Le grand René commença la quête. Les pièces tintèrent dans la boîte métallique qu’on eut du mal à refermer. Quarante pièces d’un franc dans une petite boîte, c’était guère fastoche !

Hervé, qui avait une belle écriture, inscrivit à l’envers d’ un bout de papier cadeau :

-- On t’a fait une farce. ! On est revenus pour le prochain Noël de ta maman.

Il signa d’un grand trait : les blancs papillons.

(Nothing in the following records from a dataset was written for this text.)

//! Parsing of inbound text and button payloads.
//!
//! Everything stringly-typed from the chat platform is turned into an enum
//! here, once, so the router only ever matches on variants.

use crate::error::{BotError, BotResult};
use crate::types::TaskId;

/// Prefix that marks a message as a command.
pub const COMMAND_PREFIX: char = '/';

/// A slash command with its raw argument string.
#[derive(Debug, Clone, PartialEq, Eq)]
pub enum Command {
    Start,
    Help,
    /// `/add` with the task text, if any was given inline.
    Add(Option<String>),
    /// `/mytasks` or `/list`.
    List,
    Cancel,
    /// `/delete` with its unparsed argument.
    Delete(String),
    /// `/edit` with its unparsed argument.
    Edit(String),
    /// Any other slash command. Ignored by the router.
    Unknown(String),
}

impl Command {
    /// Parse a trimmed message. Returns `None` for text that is not a command.
    ///
    /// A `@botname` suffix on the command name is dropped, so `/add@my_bot milk`
    /// is the same as `/add milk`.
    pub fn parse(text: &str) -> Option<Command> {
        let body = text.strip_prefix(COMMAND_PREFIX)?;
        let (head, arg) = match body.split_once(char::is_whitespace) {
            Some((head, rest)) => (head, rest.trim()),
            None => (body, ""),
        };
        let name = head.split_once('@').map_or(head, |(name, _)| name);

        let command = match name {
            "start" => Command::Start,
            "help" => Command::Help,
            "add" => Command::Add((!arg.is_empty()).then(|| arg.to_string())),
            "mytasks" | "list" => Command::List,
            "cancel" => Command::Cancel,
            "delete" => Command::Delete(arg.to_string()),
            "edit" => Command::Edit(arg.to_string()),
            other => Command::Unknown(other.to_string()),
        };
        Some(command)
    }
}

/// Parse a task id the way a user types it: ASCII digits only.
pub fn parse_task_id(raw: &str) -> BotResult<TaskId> {
    let raw = raw.trim();
    if raw.is_empty() {
        return Err(BotError::missing_argument("id"));
    }
    if !raw.bytes().all(|b| b.is_ascii_digit()) {
        return Err(BotError::invalid_argument("id", "id must be a non-negative integer"));
    }
    raw.parse::<TaskId>()
        .map_err(|_| BotError::invalid_argument("id", "id is out of range"))
}

/// Split an `/edit` argument into the task id and the full new text.
///
/// The text is everything after the id and may itself contain whitespace.
pub fn parse_edit_args(arg: &str) -> BotResult<(TaskId, String)> {
    let arg = arg.trim();
    let Some((id, text)) = arg.split_once(char::is_whitespace) else {
        return Err(BotError::missing_argument("text"));
    };
    let id = parse_task_id(id)?;
    let text = text.trim();
    if text.is_empty() {
        return Err(BotError::missing_argument("text"));
    }
    Ok((id, text.to_string()))
}

/// Action encoded in an inline button payload.
#[derive(Debug, Clone, Copy, PartialEq, Eq)]
pub enum CallbackAction {
    Edit(TaskId),
    Delete(TaskId),
}

/// Why a button payload was rejected.
#[derive(Debug, Clone, Copy, PartialEq, Eq, thiserror::Error)]
pub enum CallbackParseError {
    #[error("payload has no action separator")]
    MissingSeparator,
    #[error("payload id is not a non-negative integer")]
    InvalidId,
    #[error("unknown payload action")]
    UnknownAction,
}

impl CallbackAction {
    /// Parse an `action:id` payload.
    pub fn parse(data: &str) -> Result<Self, CallbackParseError> {
        let (action, id) = data
            .split_once(':')
            .ok_or(CallbackParseError::MissingSeparator)?;
        let id = parse_task_id(id).map_err(|_| CallbackParseError::InvalidId)?;
        match action {
            "edit" => Ok(CallbackAction::Edit(id)),
            "delete" => Ok(CallbackAction::Delete(id)),
            _ => Err(CallbackParseError::UnknownAction),
        }
    }

    /// Encode as a button payload.
    pub fn payload(&self) -> String {
        match self {
            CallbackAction::Edit(id) => format!("edit:{}", id),
            CallbackAction::Delete(id) => format!("delete:{}", id),
        }
    }
}
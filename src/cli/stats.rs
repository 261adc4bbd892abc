//! Stats command: per-user task counts straight from the database.

use crate::config::Config;
use crate::db::Database;
use crate::format::{OutputFormat, format_stats_json, format_stats_table};
use anyhow::{Context, Result};
use clap::Args;

/// Arguments for the stats command.
#[derive(Args, Debug)]
pub struct StatsArgs {
    /// Print JSON instead of a table
    #[arg(long)]
    pub json: bool,
}

impl StatsArgs {
    pub fn format(&self) -> OutputFormat {
        if self.json {
            OutputFormat::Json
        } else {
            OutputFormat::Table
        }
    }
}

/// Render the report for the configured database.
pub fn render_stats(config: &Config, args: &StatsArgs) -> Result<String> {
    let db = Database::open(&config.storage.db_path).with_context(|| {
        format!(
            "failed to open database {}",
            config.storage.db_path.display()
        )
    })?;
    let stats = db.owner_stats()?;

    Ok(match args.format() {
        OutputFormat::Json => {
            let report = format_stats_json(&stats);
            format!("{}\n", serde_json::to_string_pretty(&report)?)
        }
        OutputFormat::Table => format_stats_table(&stats),
    })
}

/// Run the stats command.
pub fn run_stats(config: &Config, args: &StatsArgs) -> Result<()> {
    print!("{}", render_stats(config, args)?);
    Ok(())
}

Le grand René posa la boite et le papier cadeau sur le lit de Boubacar. Dehors des milliers de blancs papillons se pressaient à la fenêtre avec la même obstination, têtus, tournoyant, pirouettant, dansant une sorte de menuet avec des grâces de l’ancien temps.

C’était Noël à Berck sur Mer, dans le grand bâtiment de l’Institut Calot.